Background Cisplatin is a platinum-based chemotherapeutic drug utilized in the treatment of many solid-tissue cancers; it is associated with several organ toxicities. For ages, Phoenix Dactylifera, known as the " large jujube " or " dà zǎo," in Chinese traditional medicine, has been employed for several medicinal applications. The present study assesses the role of Date Fruit Polysaccharides (DFP) in cisplatin-induced liver injury Method Rats were intraperitoneally treated with a single therapeutic dose of cisplatin (5 mg/kg body weight) and then orally treated daily with or without 50/100 mg/kg body weight of DFP for 7 successive days.The salvaging effects of DFP were assessed on Cisplatin-induced hepatic damage, by investigating the hepatic function markers, oxidative stress, and pro-inflammatory biomarkers, with histopathological assessment of the liver morphology by hematoxylin/eosin stain. To elucidate the contents, functional groups, and antioxidative potentials of DFP, chromatographic, spectroscopic, and in vitro antioxidative assays were analysed.
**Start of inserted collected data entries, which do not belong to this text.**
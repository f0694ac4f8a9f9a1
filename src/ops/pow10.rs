//! Multiplication and division by powers of ten with rounding and overflow
//! control. Also the backing for the cross-scale rescaling conversions.

use crate::error::ArithmeticError;
use crate::rounding::{OverflowMode, RoundingMode, TruncatedPart};
use crate::scale::{ScaleMetrics, MAX_SCALE};

/// `u * 10^n`. A negative `n` divides. Beyond `10^18` the factor is applied
/// in scale-18 chunks: UNCHECKED wraps (and reaches zero once the factor is a
/// multiple of 2^64), CHECKED fails for any non-zero value.
pub(crate) fn multiply_by_power_of_10(
    rounding: RoundingMode,
    overflow: OverflowMode,
    u: i64,
    n: i32,
) -> Result<i64, ArithmeticError> {
    if u == 0 || n == 0 {
        return Ok(u);
    }
    if n < 0 {
        return divide_by_power_of_10_impl(rounding, u, n.unsigned_abs());
    }
    let n = n as u32;
    if n <= MAX_SCALE {
        let factor = ScaleMetrics::of_valid(n);
        return match overflow {
            OverflowMode::Unchecked => Ok(factor.multiply_by_scale_factor(u)),
            OverflowMode::Checked => {
                factor.checked_multiply_by_scale_factor(u).ok_or_else(|| {
                    ArithmeticError::Overflow(format!("{} * 10^{}", u, n))
                })
            }
        };
    }
    match overflow {
        OverflowMode::Checked => Err(ArithmeticError::Overflow(format!("{} * 10^{}", u, n))),
        OverflowMode::Unchecked => {
            let chunk = ScaleMetrics::of_valid(MAX_SCALE).scale_factor();
            let mut result = u;
            let mut remaining = n;
            while remaining > MAX_SCALE && result != 0 {
                result = result.wrapping_mul(chunk);
                remaining -= MAX_SCALE;
            }
            Ok(ScaleMetrics::of_valid(remaining.min(MAX_SCALE)).multiply_by_scale_factor(result))
        }
    }
}

/// `u / 10^n` with rounding. A negative `n` multiplies.
pub(crate) fn divide_by_power_of_10(
    rounding: RoundingMode,
    overflow: OverflowMode,
    u: i64,
    n: i32,
) -> Result<i64, ArithmeticError> {
    if u == 0 || n == 0 {
        return Ok(u);
    }
    if n < 0 {
        if n == i32::MIN {
            // the mirrored count has no i32 form; the factor dwarfs 2^64
            return match overflow {
                OverflowMode::Unchecked => Ok(0),
                OverflowMode::Checked => {
                    Err(ArithmeticError::Overflow(format!("{} * 10^{}", u, n.unsigned_abs())))
                }
            };
        }
        return multiply_by_power_of_10(rounding, overflow, u, -n);
    }
    divide_by_power_of_10_impl(rounding, u, n as u32)
}

fn divide_by_power_of_10_impl(
    rounding: RoundingMode,
    u: i64,
    n: u32,
) -> Result<i64, ArithmeticError> {
    if n <= MAX_SCALE {
        let factor = ScaleMetrics::of_valid(n);
        let f = factor.scale_factor();
        let truncated = u / f;
        let remainder = u % f;
        let increment = rounding.calculate_increment(
            u.signum(),
            truncated & 1 != 0,
            TruncatedPart::for_remainder(remainder.unsigned_abs(), f as u64),
        )?;
        return Ok(truncated + increment);
    }
    // The whole value is discarded. At n = 19 the half point 5*10^18 is still
    // reachable; beyond that everything is strictly below half.
    let part = if n == 19 {
        TruncatedPart::for_remainder_wide(u.unsigned_abs() as u128, 10_000_000_000_000_000_000u128)
    } else {
        TruncatedPart::LessThanHalfButNotZero
    };
    let increment = rounding.calculate_increment(u.signum(), false, part)?;
    Ok(increment)
}

/// Rescales `v` from `src_scale` to `dst_scale`: multiply or divide by
/// `10^|dst - src|`. Foreign scales are arbitrary `i32`s, only the scale
/// *difference* needs to be applied.
pub(crate) fn rescale(
    rounding: RoundingMode,
    overflow: OverflowMode,
    v: i64,
    src_scale: i32,
    dst_scale: i32,
) -> Result<i64, ArithmeticError> {
    let diff = dst_scale as i64 - src_scale as i64;
    if diff == 0 || v == 0 {
        return Ok(v);
    }
    // A difference beyond ±64 behaves like its clamp: the chunked product is
    // zero already and the division has long discarded everything.
    let clamped = diff.clamp(-(i32::MAX as i64), i32::MAX as i64) as i32;
    multiply_by_power_of_10(rounding, overflow, v, clamped)
}
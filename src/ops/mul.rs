//! Decimal multiplication and squaring.
//!
//! The goal is `round((u1 * u2) / 10^s)`. Special cases go first; the general
//! path takes the exact 128-bit product and truncates it by the scale factor,
//! classifying the remainder for rounding. Unchecked results keep the low 64
//! bits of the rounded quotient, so overflow wraps exactly like native `i64`
//! multiplication.

use crate::error::ArithmeticError;
use crate::ops::checked;
use crate::rounding::{OverflowMode, RoundingMode, TruncatedPart};
use crate::scale::ScaleMetrics;
use crate::str::format_unscaled;

pub(crate) fn multiply(
    sm: ScaleMetrics,
    rounding: RoundingMode,
    overflow: OverflowMode,
    u1: i64,
    u2: i64,
) -> Result<i64, ArithmeticError> {
    if u1 == 0 || u2 == 0 {
        return Ok(0);
    }
    let one = sm.scale_factor();
    if u2 == one {
        return Ok(u1);
    }
    if u1 == one {
        return Ok(u2);
    }
    if u2 == one.wrapping_neg() && one != 1 {
        return negate(overflow, sm, u1);
    }
    if u1 == one.wrapping_neg() && one != 1 {
        return negate(overflow, sm, u2);
    }
    multiply_exact(sm, rounding, overflow, u1, u2)
}

/// `square(u) = multiply(u, u)` bit-exactly; routed through the same core.
pub(crate) fn square(
    sm: ScaleMetrics,
    rounding: RoundingMode,
    overflow: OverflowMode,
    u: i64,
) -> Result<i64, ArithmeticError> {
    multiply(sm, rounding, overflow, u, u)
}

fn negate(
    overflow: OverflowMode,
    sm: ScaleMetrics,
    u: i64,
) -> Result<i64, ArithmeticError> {
    match overflow {
        OverflowMode::Unchecked => Ok(u.wrapping_neg()),
        OverflowMode::Checked => u.checked_neg().ok_or_else(|| {
            ArithmeticError::Overflow(format!("-({})", format_unscaled(sm, u)))
        }),
    }
}

fn multiply_exact(
    sm: ScaleMetrics,
    rounding: RoundingMode,
    overflow: OverflowMode,
    u1: i64,
    u2: i64,
) -> Result<i64, ArithmeticError> {
    let one = sm.scale_factor() as i128;
    let product = u1 as i128 * u2 as i128;
    let truncated = product / one;
    let remainder = product % one;
    let sign: i64 = if (u1 ^ u2) >= 0 { 1 } else { -1 };
    let increment = rounding.calculate_increment(
        sign,
        truncated & 1 != 0,
        TruncatedPart::for_remainder_wide(remainder.unsigned_abs(), one as u128),
    )?;
    let result = truncated + increment as i128;
    match overflow {
        OverflowMode::Unchecked => Ok(result as i64),
        OverflowMode::Checked => {
            if result < i64::MIN as i128 || result > i64::MAX as i128 {
                Err(ArithmeticError::Overflow(format!(
                    "{} * {}",
                    format_unscaled(sm, u1),
                    format_unscaled(sm, u2)
                )))
            } else {
                Ok(result as i64)
            }
        }
    }
}

/// `u * l` for a plain long factor: the scale of the result is the scale of
/// `u`, so this is ordinary long multiplication.
pub(crate) fn multiply_by_long(
    overflow: OverflowMode,
    u: i64,
    l: i64,
) -> Result<i64, ArithmeticError> {
    match overflow {
        OverflowMode::Unchecked => Ok(u.wrapping_mul(l)),
        OverflowMode::Checked => checked::multiply_long(u, l),
    }
}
Results Exposure to a single dose of cisplatin led to a considerable escalation in the tested hepatic function biomarkers (ALP and ALT), with an associated upsurge in levels/activities of malondialdehyde, cytokines, myeloperoxidase and a significant drop in the level of GSH (P < 0.05) in the liver as compared to the control. Moreover, there is also an obvious decline in antioxidant enzymes (catalase, SOD and GPx) activities. Contrarily, post-treatment with DFP significantly (P < 0.05) inhibited the heightened hepatic function markers, lipid peroxidation, inflammation, and oxidative stress dose-dependently. Analysis of chemical constituents, functional groups, and in vitro activities demonstrated important monosaccharides and antioxidative properties of DFP. Conclusion This study shows the ability of DFP to serve as a probable salvaging agent in hepatic damage associated with cisplatin treatment.